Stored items
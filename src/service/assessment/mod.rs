//! Claim fraud assessment service using LLM
//!
//! Builds the analysis prompt, requests a schema-constrained verdict from
//! the provider, and validates it before anything reaches the simulator.

use async_trait::async_trait;
use rig::client::CompletionClient;
use rig::providers::openai;

use crate::model::ClaimInput;
use crate::model::assessment::AssessmentResult;
use crate::model::config::AssessmentConfig;
use crate::model::verdicts::ExtractedVerdict;
use crate::service::assessment::converters::convert_verdict;
use crate::service::assessment::prompts::{ANALYSIS_SYSTEM_PROMPT, build_claim_prompt};
use crate::service::assessment::validation::validate_extracted_verdict;
use crate::service::llm::{ENV_OPENAI_API_KEY, LlmClient};

/// Environment variable for the assessment model (defaults to GPT-4O-mini if not set)
const ENV_ASSESSMENT_MODEL: &str = "ASSESSMENT_MODEL";

/// Default model for claim assessment
const DEFAULT_MODEL: &str = openai::GPT_4O_MINI;

pub mod converters;
pub mod error;
pub mod prompts;
pub mod validation;

pub use error::AssessmentError;

/// Capability interface for claim assessment
///
/// The simulator depends on this seam, so a deterministic stub can stand
/// in for the live provider in tests.
#[async_trait]
pub trait ClaimAssessor: Send + Sync {
    /// Assess a claim snapshot, returning a typed verdict or a typed failure
    async fn assess(&self, input: &ClaimInput) -> Result<AssessmentResult, AssessmentError>;
}

/// Service assessing claims through the OpenAI API
pub struct ClaimAssessmentService {
    llm_client: Option<LlmClient>,
    model: String,
    config: AssessmentConfig,
}

impl ClaimAssessmentService {
    /// Create a new claim assessment service
    ///
    /// The API key is read once at construction; a missing key leaves the
    /// service running and every assessment failing with `NotConfigured`.
    pub fn new(config: AssessmentConfig) -> Self {
        let llm_client = LlmClient::from_env();
        if llm_client.is_none() {
            tracing::warn!(
                "OpenAI API key not found ({ENV_OPENAI_API_KEY}), claim assessment disabled"
            );
        }

        let model =
            std::env::var(ENV_ASSESSMENT_MODEL).unwrap_or_else(|_| DEFAULT_MODEL.to_string());

        tracing::info!(
            model = %model,
            timeout_secs = config.timeout_secs,
            max_retries = config.max_retries,
            "Claim assessment service initialized"
        );

        Self {
            llm_client,
            model,
            config,
        }
    }

    /// Check if the service has provider credentials
    pub fn is_available(&self) -> bool {
        self.llm_client.is_some()
    }

    /// One provider round trip under the configured timeout
    async fn request_verdict(
        &self,
        client: &LlmClient,
        prompt: &str,
    ) -> Result<ExtractedVerdict, AssessmentError> {
        let start_time = std::time::Instant::now();

        let extractor = client
            .openai_client()
            .extractor::<ExtractedVerdict>(&self.model)
            .preamble(ANALYSIS_SYSTEM_PROMPT)
            .build();

        let timeout = std::time::Duration::from_secs(self.config.timeout_secs);

        match tokio::time::timeout(timeout, extractor.extract(prompt)).await {
            Err(_) => {
                tracing::error!(
                    model = %self.model,
                    timeout_secs = self.config.timeout_secs,
                    "OpenAI API call for claim assessment timed out"
                );
                Err(AssessmentError::ServiceUnavailable(format!(
                    "timed out after {}s",
                    self.config.timeout_secs
                )))
            }
            Ok(Err(e)) => {
                let elapsed = start_time.elapsed();
                tracing::error!(
                    model = %self.model,
                    elapsed_ms = elapsed.as_millis(),
                    error = %e,
                    "OpenAI API call for claim assessment failed"
                );
                Err(classify_extraction_error(e))
            }
            Ok(Ok(verdict)) => {
                let elapsed = start_time.elapsed();
                tracing::info!(
                    model = %self.model,
                    elapsed_ms = elapsed.as_millis(),
                    "OpenAI API call for claim assessment completed successfully"
                );
                Ok(verdict)
            }
        }
    }
}

/// Split provider failures from payloads that did not yield a verdict
fn classify_extraction_error(e: rig::extractor::ExtractionError) -> AssessmentError {
    use rig::extractor::ExtractionError;

    match e {
        ExtractionError::CompletionError(inner) => {
            AssessmentError::ServiceUnavailable(inner.to_string())
        }
        other => AssessmentError::MalformedResponse(other.to_string()),
    }
}

#[async_trait]
impl ClaimAssessor for ClaimAssessmentService {
    async fn assess(&self, input: &ClaimInput) -> Result<AssessmentResult, AssessmentError> {
        let client = self
            .llm_client
            .as_ref()
            .ok_or(AssessmentError::NotConfigured)?;

        let prompt = build_claim_prompt(input);

        tracing::debug!(
            farmer = %input.farmer_name,
            crop = %input.crop_type,
            model = %self.model,
            prompt_length = prompt.len(),
            "Initiating OpenAI API call for claim assessment"
        );

        let mut last_error = None;

        for attempt in 0..=self.config.max_retries {
            match self.request_verdict(client, &prompt).await {
                Ok(extracted) => {
                    if attempt > 0 {
                        tracing::info!(attempt = attempt, "Claim assessment succeeded after retry");
                    }

                    let validation = validate_extracted_verdict(&extracted);
                    if !validation.is_valid {
                        tracing::error!(
                            errors = ?validation.errors,
                            "Verdict failed range validation"
                        );
                        return Err(AssessmentError::MalformedResponse(format!(
                            "validation failed: {}",
                            validation.errors.join("; ")
                        )));
                    }

                    if !validation.warnings.is_empty() {
                        tracing::warn!(
                            warnings = ?validation.warnings,
                            "Verdict produced quality warnings"
                        );
                    }

                    return Ok(convert_verdict(extracted));
                }
                Err(e) if e.is_transient() && attempt < self.config.max_retries => {
                    let delay_ms = self.config.initial_retry_delay_ms * (1 << attempt);
                    tracing::warn!(
                        attempt = attempt + 1,
                        max_retries = self.config.max_retries,
                        delay_ms = delay_ms,
                        error = %e,
                        "Claim assessment failed, retrying"
                    );
                    tokio::time::sleep(std::time::Duration::from_millis(delay_ms)).await;
                    last_error = Some(e);
                }
                Err(e) => return Err(e),
            }
        }

        Err(last_error.unwrap_or_else(|| {
            AssessmentError::ServiceUnavailable("failed after all retries".to_string())
        }))
    }
}
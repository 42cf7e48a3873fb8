//! Utility functions for scanline processing
//!
//! This module provides the signal-level building blocks of recognition:
//! - Binarization (k-means, quantile threshold, binary median filter)
//! - Rasters (sampleable grayscale images, region cropping)
//! - Sampling (scanline extraction, multi-line averaging)

pub mod binarization;
pub mod raster;
pub mod sampling;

WORK INSTRUCTION:
Would you please copy out every line of the data exactly?

OUTPUT FOR THIS EXERCISE:
filename src/service/assessment/mod.rs
//! Claim fraud assessment service using LLM
//!
//! Builds the analysis prompt, requests a schema-constrained verdict from
//! the provider, and validates it before anything reaches the simulator.

use async_trait::async_trait;
use rig::client::CompletionClient;
use rig::providers::openai;

use crate::model::ClaimInput;
use crate::model::assessment::AssessmentResult;
use crate::model::config::AssessmentConfig;
use crate::model::verdicts::ExtractedVerdict;
use crate::service::assessment::converters::convert_verdict;
use crate::service::assessment::prompts::{ANALYSIS_SYSTEM_PROMPT, build_claim_prompt};
use crate::service::assessment::validation::validate_extracted_verdict;
use crate::service::llm::{ENV_OPENAI_API_KEY, LlmClient};

/// Environment variable for the assessment model (defaults to GPT-4O-mini if not set)
const ENV_ASSESSMENT_MODEL: &str = "ASSESSMENT_MODEL";

/// Default model for claim assessment
const DEFAULT_MODEL: &str = openai::GPT_4O_MINI;

pub mod converters;
pub mod error;
pub mod prompts;
pub mod validation;

pub use error::AssessmentError;

/// Capability interface for claim assessment
///
/// The simulator depends on this seam, so a deterministic stub can stand
/// in for the live provider in tests.
#[async_trait]
pub trait ClaimAssessor: Send + Sync {
    /// Assess a claim snapshot, returning a typed verdict or a typed failure
    async fn assess(&self, input: &ClaimInput) -> Result<AssessmentResult, AssessmentError>;
}

/// Service assessing claims through the OpenAI API
pub struct ClaimAssessmentService {
    llm_client: Option<LlmClient>,
    model: String,
    config: AssessmentConfig,
}

impl ClaimAssessmentService {
    /// Create a new claim assessment service
    ///
    /// The API key is read once at construction; a missing key leaves the
    /// service running and every assessment failing with `NotConfigured`.
    pub fn new(config: AssessmentConfig) -> Self {
        let llm_client = LlmClient::from_env();
        if llm_client.is_none() {
            tracing::warn!(
                "OpenAI API key not found ({ENV_OPENAI_API_KEY}), claim assessment disabled"
            );
        }

        let model =
            std::env::var(ENV_ASSESSMENT_MODEL).unwrap_or_else(|_| DEFAULT_MODEL.to_string());

        tracing::info!(
            model = %model,
            timeout_secs = config.timeout_secs,
            max_retries = config.max_retries,
            "Claim assessment service initialized"
        );

        Self {
            llm_client,
            model,
            config,
        }
    }

    /// Check if the service has provider credentials
    pub fn is_available(&self) -> bool {
        self.llm_client.is_some()
    }

    /// One provider round trip under the configured timeout
    async fn request_verdict(
        &self,
        client: &LlmClient,
        prompt: &str,
    ) -> Result<ExtractedVerdict, AssessmentError> {
        let start_time = std::time::Instant::now();

        let extractor = client
            .openai_client()
            .extractor::<ExtractedVerdict>(&self.model)
            .preamble(ANALYSIS_SYSTEM_PROMPT)
            .build();

        let timeout = std::time::Duration::from_secs(self.config.timeout_secs);

        match tokio::time::timeout(timeout, extractor.extract(prompt)).await {
            Err(_) => {
                tracing::error!(
                    model = %self.model,
                    timeout_secs = self.config.timeout_secs,
                    "OpenAI API call for claim assessment timed out"
                );
                Err(AssessmentError::ServiceUnavailable(format!(
                    "timed out after {}s",
                    self.config.timeout_secs
                )))
            }
            Ok(Err(e)) => {
                let elapsed = start_time.elapsed();
                tracing::error!(
                    model = %self.model,
                    elapsed_ms = elapsed.as_millis(),
                    error = %e,
                    "OpenAI API call for claim assessment failed"
                );
                Err(classify_extraction_error(e))
            }
            Ok(Ok(verdict)) => {
                let elapsed = start_time.elapsed();
                tracing::info!(
                    model = %self.model,
                    elapsed_ms = elapsed.as_millis(),
                    "OpenAI API call for claim assessment completed successfully"
                );
                Ok(verdict)
            }
        }
    }
}

/// Split provider failures from payloads that did not yield a verdict
fn classify_extraction_error(e: rig::extractor::ExtractionError) -> AssessmentError {
    use rig::extractor::ExtractionError;

    match e {
        ExtractionError::CompletionError(inner) => {
            AssessmentError::ServiceUnavailable(inner.to_string())
        }
        other => AssessmentError::MalformedResponse(other.to_string()),
    }
}

#[async_trait]
impl ClaimAssessor for ClaimAssessmentService {
    async fn assess(&self, input: &ClaimInput) -> Result<AssessmentResult, AssessmentError> {
        let client = self
            .llm_client
            .as_ref()
            .ok_or(AssessmentError::NotConfigured)?;

        let prompt = build_claim_prompt(input);

        tracing::debug!(
            farmer = %input.farmer_name,
            crop = %input.crop_type,
            model = %self.model,
            prompt_length = prompt.len(),
            "Initiating OpenAI API call for claim assessment"
        );

        let mut last_error = None;

        for attempt in 0..=self.config.max_retries {
            match self.request_verdict(client, &prompt).await {
                Ok(extracted) => {
                    if attempt > 0 {
                        tracing::info!(attempt = attempt, "Claim assessment succeeded after retry");
                    }

                    let validation = validate_extracted_verdict(&extracted);
                    if !validation.is_valid {
                        tracing::error!(
                            errors = ?validation.errors,
                            "Verdict failed range validation"
                        );
                        return Err(AssessmentError::MalformedResponse(format!(
                            "validation failed: {}",
                            validation.errors.join("; ")
                        )));
                    }

                    if !validation.warnings.is_empty() {
                        tracing::warn!(
                            warnings = ?validation.warnings,
                            "Verdict produced quality warnings"
                        );
                    }

                    return Ok(convert_verdict(extracted));
                }
                Err(e) if e.is_transient() && attempt < self.config.max_retries => {
                    let delay_ms = self.config.initial_retry_delay_ms * (1 << attempt);
                    tracing::warn!(
                        attempt = attempt + 1,
                        max_retries = self.config.max_retries,
                        delay_ms = delay_ms,
                        error = %e,
                        "Claim assessment failed, retrying"
                    );
                    tokio::time::sleep(std::time::Duration::from_millis(delay_ms)).await;
                    last_error = Some(e);
                }
                Err(e) => return Err(e),
            }
        }

        Err(last_error.unwrap_or_else(|| {
            AssessmentError::ServiceUnavailable("failed after all retries".to_string())
        }))
    }
}
repository 42cf7e48a3873fb8
//! Utility functions for scanline processing
//!
//! This module provides the signal-level building blocks of recognition:
//! - Binarization (k-means, quantile threshold, binary median filter)
//! - Rasters (sampleable grayscale images, region cropping)
//! - Sampling (scanline extraction, multi-line averaging)

pub mod binarization;
pub mod raster;
pub mod sampling;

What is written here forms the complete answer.